Assignment
Restate word for word the line with "callback runs afterwards." and all lines after it; please stop only at the end of the listing below.

Exercise materials
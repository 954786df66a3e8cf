// src/catalog/controller.rs
//! Scroll-triggered fetching.
//!
//! A sentinel sits after the last rendered book. Each time it crosses into
//! full view, the controller asks the cache for the next page, unless the
//! result set is exhausted or a fetch it started is still outstanding.

use super::cache::{FetchOutcome, PaginatedQueryCache};
use crate::api::BookSource;
use crate::constants::FULL_VISIBILITY_THRESHOLD;
use crate::error::AppError;
use crate::types::Query;
use std::sync::atomic::{AtomicBool, Ordering};
use std::sync::Arc;
use tokio::sync::{mpsc, watch};
use tokio::task::JoinHandle;

/// A viewport-intersection report for the sentinel.
#[derive(Debug, Clone, Copy, PartialEq)]
pub struct Visibility {
    /// Fraction of the sentinel inside the viewport, in `0.0..=1.0`.
    pub intersection_ratio: f64,
}

impl Visibility {
    pub fn fully_visible() -> Self {
        Self {
            intersection_ratio: 1.0,
        }
    }

    pub fn hidden() -> Self {
        Self {
            intersection_ratio: 0.0,
        }
    }

    /// Partial visibility does not count.
    pub fn is_fully_visible(&self) -> bool {
        self.intersection_ratio >= FULL_VISIBILITY_THRESHOLD
    }
}

/// Why a visibility event did not start a fetch.
#[derive(Debug, Clone, Copy, PartialEq, Eq)]
pub enum IgnoreReason {
    NotVisible,
    /// The sentinel was already fully visible; only crossings trigger.
    NoCrossing,
    /// The stable query's result set is not active in the cache.
    NotObserved,
    NoMorePages,
    FetchOutstanding,
    TornDown,
}

/// What a visibility event led to.
#[derive(Debug)]
pub enum Trigger {
    Started(JoinHandle<Result<FetchOutcome, AppError>>),
    Ignored(IgnoreReason),
}

impl Trigger {
    pub fn is_started(&self) -> bool {
        matches!(self, Self::Started(_))
    }

    /// Waits for a started fetch; `None` when the event was ignored.
    pub async fn finish(self) -> Option<Result<FetchOutcome, AppError>> {
        match self {
            Self::Started(handle) => Some(handle.await.map_err(AppError::from).and_then(|r| r)),
            Self::Ignored(_) => None,
        }
    }
}

/// Clears the re-entrancy flag when the fetch it guards ends, however it ends.
struct InFlightGuard(Arc<watch::Sender<bool>>);

impl Drop for InFlightGuard {
    fn drop(&mut self) {
        self.0.send_replace(false);
    }
}

/// Turns sentinel visibility into `fetch_next_page` calls.
#[derive(Debug)]
pub struct ScrollFetchController<S> {
    cache: PaginatedQueryCache<S>,
    query: watch::Receiver<Query>,
    in_flight: Arc<watch::Sender<bool>>,
    was_visible: AtomicBool,
    torn_down: AtomicBool,
}

impl<S> ScrollFetchController<S>
where
    S: BookSource + 'static,
{
    /// Creates a controller fetching pages of whatever `query` currently holds.
    pub fn new(cache: PaginatedQueryCache<S>, query: watch::Receiver<Query>) -> Self {
        let (in_flight, _) = watch::channel(false);
        Self {
            cache,
            query,
            in_flight: Arc::new(in_flight),
            was_visible: AtomicBool::new(false),
            torn_down: AtomicBool::new(false),
        }
    }

    /// Handles one visibility report.
    ///
    /// A fetch starts only on a hidden-to-visible crossing, while the result
    /// set has more pages and no fetch started here is outstanding. The
    /// flag is checked and set in one step, so overlapping events cannot
    /// start a second fetch.
    pub fn on_visibility(&self, event: Visibility) -> Trigger {
        if self.torn_down.load(Ordering::Acquire) {
            return Trigger::Ignored(IgnoreReason::TornDown);
        }

        let visible = event.is_fully_visible();
        let was_visible = self.was_visible.swap(visible, Ordering::AcqRel);
        if !visible {
            return Trigger::Ignored(IgnoreReason::NotVisible);
        }
        if was_visible {
            return Trigger::Ignored(IgnoreReason::NoCrossing);
        }

        let query = self.query.borrow().clone();
        match self.cache.snapshot(&query.key()) {
            None => return Trigger::Ignored(IgnoreReason::NotObserved),
            Some(view) if !view.has_more => return Trigger::Ignored(IgnoreReason::NoMorePages),
            Some(_) => {}
        }

        let claimed = self.in_flight.send_if_modified(|busy| {
            if *busy {
                false
            } else {
                *busy = true;
                true
            }
        });
        if !claimed {
            log::debug!("Sentinel visible while a fetch is outstanding; ignored");
            return Trigger::Ignored(IgnoreReason::FetchOutstanding);
        }

        let guard = InFlightGuard(Arc::clone(&self.in_flight));
        let cache = self.cache.clone();
        Trigger::Started(tokio::spawn(async move {
            let _guard = guard;
            cache.fetch_next_page(&query).await
        }))
    }

    /// Whether a fetch started by this controller is outstanding.
    pub fn is_fetching(&self) -> bool {
        *self.in_flight.borrow()
    }

    /// A receiver tracking the re-entrancy flag.
    pub fn subscribe_in_flight(&self) -> watch::Receiver<bool> {
        self.in_flight.subscribe()
    }

    /// Stops reacting to visibility. A fetch already outstanding runs to
    /// completion but nothing here reacts to it.
    pub fn teardown(&self) {
        if !self.torn_down.swap(true, Ordering::AcqRel) {
            log::debug!("Sentinel observation torn down");
        }
    }

    pub fn is_torn_down(&self) -> bool {
        self.torn_down.load(Ordering::Acquire)
    }

    /// Starts listening to sentinel reports arriving on `events`.
    pub fn observe(self: &Arc<Self>, mut events: mpsc::Receiver<Visibility>) -> Observation<S> {
        let controller = Arc::clone(self);
        let listener = tokio::spawn(async move {
            while let Some(event) = events.recv().await {
                if controller.is_torn_down() {
                    break;
                }
                if let Trigger::Ignored(reason) = controller.on_visibility(event) {
                    log::trace!("Visibility {:?} ignored: {:?}", event, reason);
                }
            }
        });
        Observation {
            controller: Arc::clone(self),
            listener: Some(listener),
        }
    }
}

/// The observation resource held by a view for as long as it is mounted.
///
/// Tearing it down, explicitly or by dropping it, stops the listener and the
/// controller; no visibility callback runs afterwards.
#[derive(Debug)]
pub struct Observation<S>
where
    S: BookSource + 'static,
{
    controller: Arc<ScrollFetchController<S>>,
    listener: Option<JoinHandle<()>>,
}

impl<S> Observation<S>
where
    S: BookSource + 'static,
{
    pub fn teardown(mut self) {
        self.release();
    }

    fn release(&mut self) {
        self.controller.teardown();
        if let Some(listener) = self.listener.take() {
            listener.abort();
        }
    }
}

impl<S> Drop for Observation<S>
where
    S: BookSource + 'static,
{
    fn drop(&mut self) {
        self.release();
    }
}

Answer box
/// controller; no visibility callback runs afterwards.
#[derive(Debug)]
pub struct Observation<S>
where
    S: BookSource + 'static,
{
    controller: Arc<ScrollFetchController<S>>,
    listener: Option<JoinHandle<()>>,
}

impl<S> Observation<S>
where
    S: BookSource + 'static,
{
    pub fn teardown(mut self) {
        self.release();
    }

    fn release(&mut self) {
        self.controller.teardown();
        if let Some(listener) = self.listener.take() {
            listener.abort();
        }
    }
}

impl<S> Drop for Observation<S>
where
    S: BookSource + 'static,
{
    fn drop(&mut self) {
        self.release();
    }
}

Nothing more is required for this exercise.